◆ **TASK TO CARRY OUT**:
The full set of entries below should be transcribed exactly.

Collected data entries:
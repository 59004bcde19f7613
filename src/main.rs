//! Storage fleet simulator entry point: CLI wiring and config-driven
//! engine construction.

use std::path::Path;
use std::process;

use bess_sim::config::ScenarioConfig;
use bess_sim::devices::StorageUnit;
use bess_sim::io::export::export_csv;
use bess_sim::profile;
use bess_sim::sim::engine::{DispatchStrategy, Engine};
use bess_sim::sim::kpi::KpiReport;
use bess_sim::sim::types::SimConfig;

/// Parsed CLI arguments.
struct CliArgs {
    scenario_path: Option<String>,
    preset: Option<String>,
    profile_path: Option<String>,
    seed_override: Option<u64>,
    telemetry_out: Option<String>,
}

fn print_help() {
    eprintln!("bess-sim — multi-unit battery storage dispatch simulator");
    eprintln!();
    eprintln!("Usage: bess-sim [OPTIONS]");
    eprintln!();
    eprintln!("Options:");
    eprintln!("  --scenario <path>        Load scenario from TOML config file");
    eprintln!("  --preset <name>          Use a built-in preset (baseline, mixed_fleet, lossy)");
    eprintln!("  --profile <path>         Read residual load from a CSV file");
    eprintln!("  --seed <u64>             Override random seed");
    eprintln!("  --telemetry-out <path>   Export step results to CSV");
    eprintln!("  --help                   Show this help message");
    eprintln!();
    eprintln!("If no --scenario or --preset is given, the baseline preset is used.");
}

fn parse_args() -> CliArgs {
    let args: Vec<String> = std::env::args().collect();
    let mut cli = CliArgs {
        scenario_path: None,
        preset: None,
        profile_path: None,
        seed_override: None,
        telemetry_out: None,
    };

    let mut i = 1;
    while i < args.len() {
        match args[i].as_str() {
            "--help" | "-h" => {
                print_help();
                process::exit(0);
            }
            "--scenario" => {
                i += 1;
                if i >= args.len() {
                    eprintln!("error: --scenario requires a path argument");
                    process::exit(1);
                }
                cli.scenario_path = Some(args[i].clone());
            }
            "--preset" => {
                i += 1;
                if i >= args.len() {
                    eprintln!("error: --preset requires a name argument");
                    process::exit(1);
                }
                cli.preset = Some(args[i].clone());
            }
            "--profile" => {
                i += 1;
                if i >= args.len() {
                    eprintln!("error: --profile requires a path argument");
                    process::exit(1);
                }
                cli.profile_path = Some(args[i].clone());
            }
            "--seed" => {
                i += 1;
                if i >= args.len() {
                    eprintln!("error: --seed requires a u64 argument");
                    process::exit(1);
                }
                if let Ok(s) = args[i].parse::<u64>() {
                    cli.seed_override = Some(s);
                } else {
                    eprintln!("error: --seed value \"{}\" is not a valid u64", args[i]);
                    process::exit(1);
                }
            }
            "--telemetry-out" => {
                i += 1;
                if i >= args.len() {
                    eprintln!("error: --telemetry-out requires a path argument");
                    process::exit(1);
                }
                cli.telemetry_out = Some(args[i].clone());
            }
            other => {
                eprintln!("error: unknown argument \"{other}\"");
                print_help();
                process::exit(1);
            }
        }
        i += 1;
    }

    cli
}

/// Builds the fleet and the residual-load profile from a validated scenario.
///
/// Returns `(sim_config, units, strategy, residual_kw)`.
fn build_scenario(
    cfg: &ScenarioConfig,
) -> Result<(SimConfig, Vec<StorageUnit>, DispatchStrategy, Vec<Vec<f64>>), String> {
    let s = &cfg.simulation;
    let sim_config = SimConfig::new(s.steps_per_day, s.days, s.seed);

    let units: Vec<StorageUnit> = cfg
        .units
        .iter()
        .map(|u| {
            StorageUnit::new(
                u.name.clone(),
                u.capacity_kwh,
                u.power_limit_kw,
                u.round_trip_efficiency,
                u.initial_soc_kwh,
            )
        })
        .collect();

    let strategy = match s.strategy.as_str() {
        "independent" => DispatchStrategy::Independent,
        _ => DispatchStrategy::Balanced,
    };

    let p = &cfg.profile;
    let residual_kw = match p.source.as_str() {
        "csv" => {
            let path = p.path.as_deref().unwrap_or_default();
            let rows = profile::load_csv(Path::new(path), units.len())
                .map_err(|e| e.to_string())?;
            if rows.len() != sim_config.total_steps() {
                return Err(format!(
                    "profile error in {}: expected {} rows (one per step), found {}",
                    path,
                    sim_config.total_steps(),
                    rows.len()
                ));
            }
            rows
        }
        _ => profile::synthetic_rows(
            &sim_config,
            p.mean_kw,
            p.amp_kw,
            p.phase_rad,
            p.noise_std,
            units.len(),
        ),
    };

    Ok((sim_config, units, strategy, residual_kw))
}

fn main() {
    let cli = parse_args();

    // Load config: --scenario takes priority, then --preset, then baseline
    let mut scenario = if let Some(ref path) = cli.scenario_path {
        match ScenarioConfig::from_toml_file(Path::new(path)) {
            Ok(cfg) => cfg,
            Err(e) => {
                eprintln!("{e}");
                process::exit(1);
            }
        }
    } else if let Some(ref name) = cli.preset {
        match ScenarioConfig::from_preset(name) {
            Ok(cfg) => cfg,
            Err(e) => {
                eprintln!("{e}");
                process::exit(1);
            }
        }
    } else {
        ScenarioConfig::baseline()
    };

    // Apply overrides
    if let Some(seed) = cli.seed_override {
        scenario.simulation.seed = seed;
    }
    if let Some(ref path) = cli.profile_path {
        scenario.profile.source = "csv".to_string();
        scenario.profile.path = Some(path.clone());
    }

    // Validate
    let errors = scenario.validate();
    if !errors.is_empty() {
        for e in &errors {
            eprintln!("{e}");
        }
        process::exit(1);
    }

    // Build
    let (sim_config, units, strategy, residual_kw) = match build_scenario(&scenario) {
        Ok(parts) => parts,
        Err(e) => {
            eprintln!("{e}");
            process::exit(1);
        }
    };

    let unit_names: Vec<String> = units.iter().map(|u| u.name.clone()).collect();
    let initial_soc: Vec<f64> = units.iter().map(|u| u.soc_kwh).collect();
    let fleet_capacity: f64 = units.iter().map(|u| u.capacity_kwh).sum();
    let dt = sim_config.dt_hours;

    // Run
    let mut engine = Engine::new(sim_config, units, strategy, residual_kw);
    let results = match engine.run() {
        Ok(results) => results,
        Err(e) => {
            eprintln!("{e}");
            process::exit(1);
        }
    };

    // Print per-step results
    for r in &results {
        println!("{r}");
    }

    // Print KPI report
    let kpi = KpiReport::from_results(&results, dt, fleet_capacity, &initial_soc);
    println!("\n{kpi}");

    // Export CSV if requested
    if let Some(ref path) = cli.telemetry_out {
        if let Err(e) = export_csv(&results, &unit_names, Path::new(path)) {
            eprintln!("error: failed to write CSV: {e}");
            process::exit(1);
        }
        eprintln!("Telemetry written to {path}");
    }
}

◆ **REPLY**:
repository 59004bcde19f7613
filename src/main.rs
//! Storage fleet simulator entry point: CLI wiring and config-driven
//! engine construction.

use std::path::Path;
use std::process;

use bess_sim::config::ScenarioConfig;
use bess_sim::devices::StorageUnit;
use bess_sim::io::export::export_csv;
use bess_sim::profile;
use bess_sim::sim::engine::{DispatchStrategy, Engine};
use bess_sim::sim::kpi::KpiReport;
use bess_sim::sim::types::SimConfig;

/// Parsed CLI arguments.
struct CliArgs {
    scenario_path: Option<String>,
    preset: Option<String>,
    profile_path: Option<String>,
    seed_override: Option<u64>,
    telemetry_out: Option<String>,
}

fn print_help() {
    eprintln!("bess-sim — multi-unit battery storage dispatch simulator");
    eprintln!();
    eprintln!("Usage: bess-sim [OPTIONS]");
    eprintln!();
    eprintln!("Options:");
    eprintln!("  --scenario <path>        Load scenario from TOML config file");
    eprintln!("  --preset <name>          Use a built-in preset (baseline, mixed_fleet, lossy)");
    eprintln!("  --profile <path>         Read residual load from a CSV file");
    eprintln!("  --seed <u64>             Override random seed");
    eprintln!("  --telemetry-out <path>   Export step results to CSV");
    eprintln!("  --help                   Show this help message");
    eprintln!();
    eprintln!("If no --scenario or --preset is given, the baseline preset is used.");
}

fn parse_args() -> CliArgs {
    let args: Vec<String> = std::env::args().collect();
    let mut cli = CliArgs {
        scenario_path: None,
        preset: None,
        profile_path: None,
        seed_override: None,
        telemetry_out: None,
    };

    let mut i = 1;
    while i < args.len() {
        match args[i].as_str() {
            "--help" | "-h" => {
                print_help();
                process::exit(0);
            }
            "--scenario" => {
                i += 1;
                if i >= args.len() {
                    eprintln!("error: --scenario requires a path argument");
                    process::exit(1);
                }
                cli.scenario_path = Some(args[i].clone());
            }
            "--preset" => {
                i += 1;
                if i >= args.len() {
                    eprintln!("error: --preset requires a name argument");
                    process::exit(1);
                }
                cli.preset = Some(args[i].clone());
            }
            "--profile" => {
                i += 1;
                if i >= args.len() {
                    eprintln!("error: --profile requires a path argument");
                    process::exit(1);
                }
                cli.profile_path = Some(args[i].clone());
            }
            "--seed" => {
                i += 1;
                if i >= args.len() {
                    eprintln!("error: --seed requires a u64 argument");
                    process::exit(1);
                }
                if let Ok(s) = args[i].parse::<u64>() {
                    cli.seed_override = Some(s);
                } else {
                    eprintln!("error: --seed value \"{}\" is not a valid u64", args[i]);
                    process::exit(1);
                }
            }
            "--telemetry-out" => {
                i += 1;
                if i >= args.len() {
                    eprintln!("error: --telemetry-out requires a path argument");
                    process::exit(1);
                }
                cli.telemetry_out = Some(args[i].clone());
            }
            other => {
                eprintln!("error: unknown argument \"{other}\"");
                print_help();
                process::exit(1);
            }
        }
        i += 1;
    }

    cli
}

/// Builds the fleet and the residual-load profile from a validated scenario.
///
/// Returns `(sim_config, units, strategy, residual_kw)`.
fn build_scenario(
    cfg: &ScenarioConfig,
) -> Result<(SimConfig, Vec<StorageUnit>, DispatchStrategy, Vec<Vec<f64>>), String> {
    let s = &cfg.simulation;
    let sim_config = SimConfig::new(s.steps_per_day, s.days, s.seed);

    let units: Vec<StorageUnit> = cfg
        .units
        .iter()
        .map(|u| {
            StorageUnit::new(
                u.name.clone(),
                u.capacity_kwh,
                u.power_limit_kw,
                u.round_trip_efficiency,
                u.initial_soc_kwh,
            )
        })
        .collect();

    let strategy = match s.strategy.as_str() {
        "independent" => DispatchStrategy::Independent,
        _ => DispatchStrategy::Balanced,
    };

    let p = &cfg.profile;
    let residual_kw = match p.source.as_str() {
        "csv" => {
            let path = p.path.as_deref().unwrap_or_default();
            let rows = profile::load_csv(Path::new(path), units.len())
                .map_err(|e| e.to_string())?;
            if rows.len() != sim_config.total_steps() {
                return Err(format!(
                    "profile error in {}: expected {} rows (one per step), found {}",
                    path,
                    sim_config.total_steps(),
                    rows.len()
                ));
            }
            rows
        }
        _ => profile::synthetic_rows(
            &sim_config,
            p.mean_kw,
            p.amp_kw,
            p.phase_rad,
            p.noise_std,
            units.len(),
        ),
    };

    Ok((sim_config, units, strategy, residual_kw))
}

fn main() {
    let cli = parse_args();

    // Load config: --scenario takes priority, then --preset, then baseline
    let mut scenario = if let Some(ref path) = cli.scenario_path {
        match ScenarioConfig::from_toml_file(Path::new(path)) {
            Ok(cfg) => cfg,
            Err(e) => {
                eprintln!("{e}");
                process::exit(1);
            }
        }
    } else if let Some(ref name) = cli.preset {
        match ScenarioConfig::from_preset(name) {
            Ok(cfg) => cfg,
            Err(e) => {
                eprintln!("{e}");
                process::exit(1);
            }
        }
    } else {
        ScenarioConfig::baseline()
    };

    // Apply overrides
    if let Some(seed) = cli.seed_override {
        scenario.simulation.seed = seed;
    }
    if let Some(ref path) = cli.profile_path {
        scenario.profile.source = "csv".to_string();
        scenario.profile.path = Some(path.clone());
    }

    // Validate
    let errors = scenario.validate();
    if !errors.is_empty() {
        for e in &errors {
            eprintln!("{e}");
        }
        process::exit(1);
    }

    // Build
    let (sim_config, units, strategy, residual_kw) = match build_scenario(&scenario) {
        Ok(parts) => parts,
        Err(e) => {
            eprintln!("{e}");
            process::exit(1);
        }
    };

    let unit_names: Vec<String> = units.iter().map(|u| u.name.clone()).collect();
    let initial_soc: Vec<f64> = units.iter().map(|u| u.soc_kwh).collect();
    let fleet_capacity: f64 = units.iter().map(|u| u.capacity_kwh).sum();
    let dt = sim_config.dt_hours;

    // Run
    let mut engine = Engine::new(sim_config, units, strategy, residual_kw);
    let results = match engine.run() {
        Ok(results) => results,
        Err(e) => {
            eprintln!("{e}");
            process::exit(1);
        }
    };

    // Print per-step results
    for r in &results {
        println!("{r}");
    }

    // Print KPI report
    let kpi = KpiReport::from_results(&results, dt, fleet_capacity, &initial_soc);
    println!("\n{kpi}");

    // Export CSV if requested
    if let Some(ref path) = cli.telemetry_out {
        if let Err(e) = export_csv(&results, &unit_names, Path::new(path)) {
            eprintln!("error: failed to write CSV: {e}");
            process::exit(1);
        }
        eprintln!("Telemetry written to {path}");
    }
}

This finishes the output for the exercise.